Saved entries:

-*-

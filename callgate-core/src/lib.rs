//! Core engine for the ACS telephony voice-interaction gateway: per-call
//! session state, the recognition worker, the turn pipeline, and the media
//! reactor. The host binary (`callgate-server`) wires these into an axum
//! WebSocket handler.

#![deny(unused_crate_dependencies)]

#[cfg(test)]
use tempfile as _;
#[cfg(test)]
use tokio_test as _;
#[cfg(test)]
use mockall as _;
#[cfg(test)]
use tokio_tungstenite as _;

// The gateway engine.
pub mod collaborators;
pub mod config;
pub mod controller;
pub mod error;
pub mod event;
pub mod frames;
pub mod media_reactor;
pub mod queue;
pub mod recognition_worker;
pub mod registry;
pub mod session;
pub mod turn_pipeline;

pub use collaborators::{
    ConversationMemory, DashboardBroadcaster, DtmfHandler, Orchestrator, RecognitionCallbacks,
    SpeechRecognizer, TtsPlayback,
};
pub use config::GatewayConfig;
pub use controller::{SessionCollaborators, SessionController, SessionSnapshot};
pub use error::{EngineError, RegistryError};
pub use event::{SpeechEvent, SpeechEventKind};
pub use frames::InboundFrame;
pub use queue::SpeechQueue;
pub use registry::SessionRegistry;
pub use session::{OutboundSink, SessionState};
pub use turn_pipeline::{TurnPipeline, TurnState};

-*-

TASK ITEM:
Generate a verbatim printout of all the entries.

RESPONSE TO THE EXERCISE:
filename callgate-core/src/lib.rs
//! Core engine for the ACS telephony voice-interaction gateway: per-call
//! session state, the recognition worker, the turn pipeline, and the media
//! reactor. The host binary (`callgate-server`) wires these into an axum
//! WebSocket handler.

#![deny(unused_crate_dependencies)]

#[cfg(test)]
use tempfile as _;
#[cfg(test)]
use tokio_test as _;
#[cfg(test)]
use mockall as _;
#[cfg(test)]
use tokio_tungstenite as _;

// The gateway engine.
pub mod collaborators;
pub mod config;
pub mod controller;
pub mod error;
pub mod event;
pub mod frames;
pub mod media_reactor;
pub mod queue;
pub mod recognition_worker;
pub mod registry;
pub mod session;
pub mod turn_pipeline;

pub use collaborators::{
    ConversationMemory, DashboardBroadcaster, DtmfHandler, Orchestrator, RecognitionCallbacks,
    SpeechRecognizer, TtsPlayback,
};
pub use config::GatewayConfig;
pub use controller::{SessionCollaborators, SessionController, SessionSnapshot};
pub use error::{EngineError, RegistryError};
pub use event::{SpeechEvent, SpeechEventKind};
pub use frames::InboundFrame;
pub use queue::SpeechQueue;
pub use registry::SessionRegistry;
pub use session::{OutboundSink, SessionState};
pub use turn_pipeline::{TurnPipeline, TurnState};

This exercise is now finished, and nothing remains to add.